- **AIM OF THE TASK**
Here is a block of records. Copy every line in it that includes "await".

##########

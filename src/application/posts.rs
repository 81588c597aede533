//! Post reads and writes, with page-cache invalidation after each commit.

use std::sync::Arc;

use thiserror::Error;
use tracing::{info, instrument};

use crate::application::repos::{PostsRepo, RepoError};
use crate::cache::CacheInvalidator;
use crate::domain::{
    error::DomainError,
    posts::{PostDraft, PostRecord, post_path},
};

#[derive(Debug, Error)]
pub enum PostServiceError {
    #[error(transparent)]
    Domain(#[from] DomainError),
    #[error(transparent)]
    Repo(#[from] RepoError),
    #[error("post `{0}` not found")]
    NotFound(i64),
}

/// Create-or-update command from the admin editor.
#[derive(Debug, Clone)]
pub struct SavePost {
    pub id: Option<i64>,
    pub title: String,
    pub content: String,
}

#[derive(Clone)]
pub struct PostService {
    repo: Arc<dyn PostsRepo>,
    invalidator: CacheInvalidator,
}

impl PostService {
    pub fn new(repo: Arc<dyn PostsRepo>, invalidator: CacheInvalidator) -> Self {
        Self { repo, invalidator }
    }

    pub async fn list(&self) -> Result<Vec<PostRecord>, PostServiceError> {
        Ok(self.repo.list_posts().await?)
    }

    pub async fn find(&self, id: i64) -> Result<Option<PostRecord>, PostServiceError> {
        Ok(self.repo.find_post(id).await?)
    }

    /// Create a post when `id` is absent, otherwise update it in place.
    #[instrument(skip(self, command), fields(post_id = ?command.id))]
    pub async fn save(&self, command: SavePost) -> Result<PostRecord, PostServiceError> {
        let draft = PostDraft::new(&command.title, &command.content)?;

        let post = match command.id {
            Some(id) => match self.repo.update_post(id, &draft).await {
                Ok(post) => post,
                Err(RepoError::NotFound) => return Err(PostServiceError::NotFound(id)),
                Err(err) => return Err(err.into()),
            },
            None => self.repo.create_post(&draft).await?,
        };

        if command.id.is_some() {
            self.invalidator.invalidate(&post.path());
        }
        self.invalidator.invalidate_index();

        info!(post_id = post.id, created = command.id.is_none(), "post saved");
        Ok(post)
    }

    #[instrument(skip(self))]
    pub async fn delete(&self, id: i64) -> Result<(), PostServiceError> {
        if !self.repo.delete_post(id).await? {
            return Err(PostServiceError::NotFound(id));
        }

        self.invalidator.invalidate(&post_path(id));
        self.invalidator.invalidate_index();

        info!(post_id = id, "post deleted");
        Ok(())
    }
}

##########

- **YOUR RESPONSE**
        Ok(self.repo.list_posts().await?)
        Ok(self.repo.find_post(id).await?)
            Some(id) => match self.repo.update_post(id, &draft).await {
            None => self.repo.create_post(&draft).await?,
        if !self.repo.delete_post(id).await? {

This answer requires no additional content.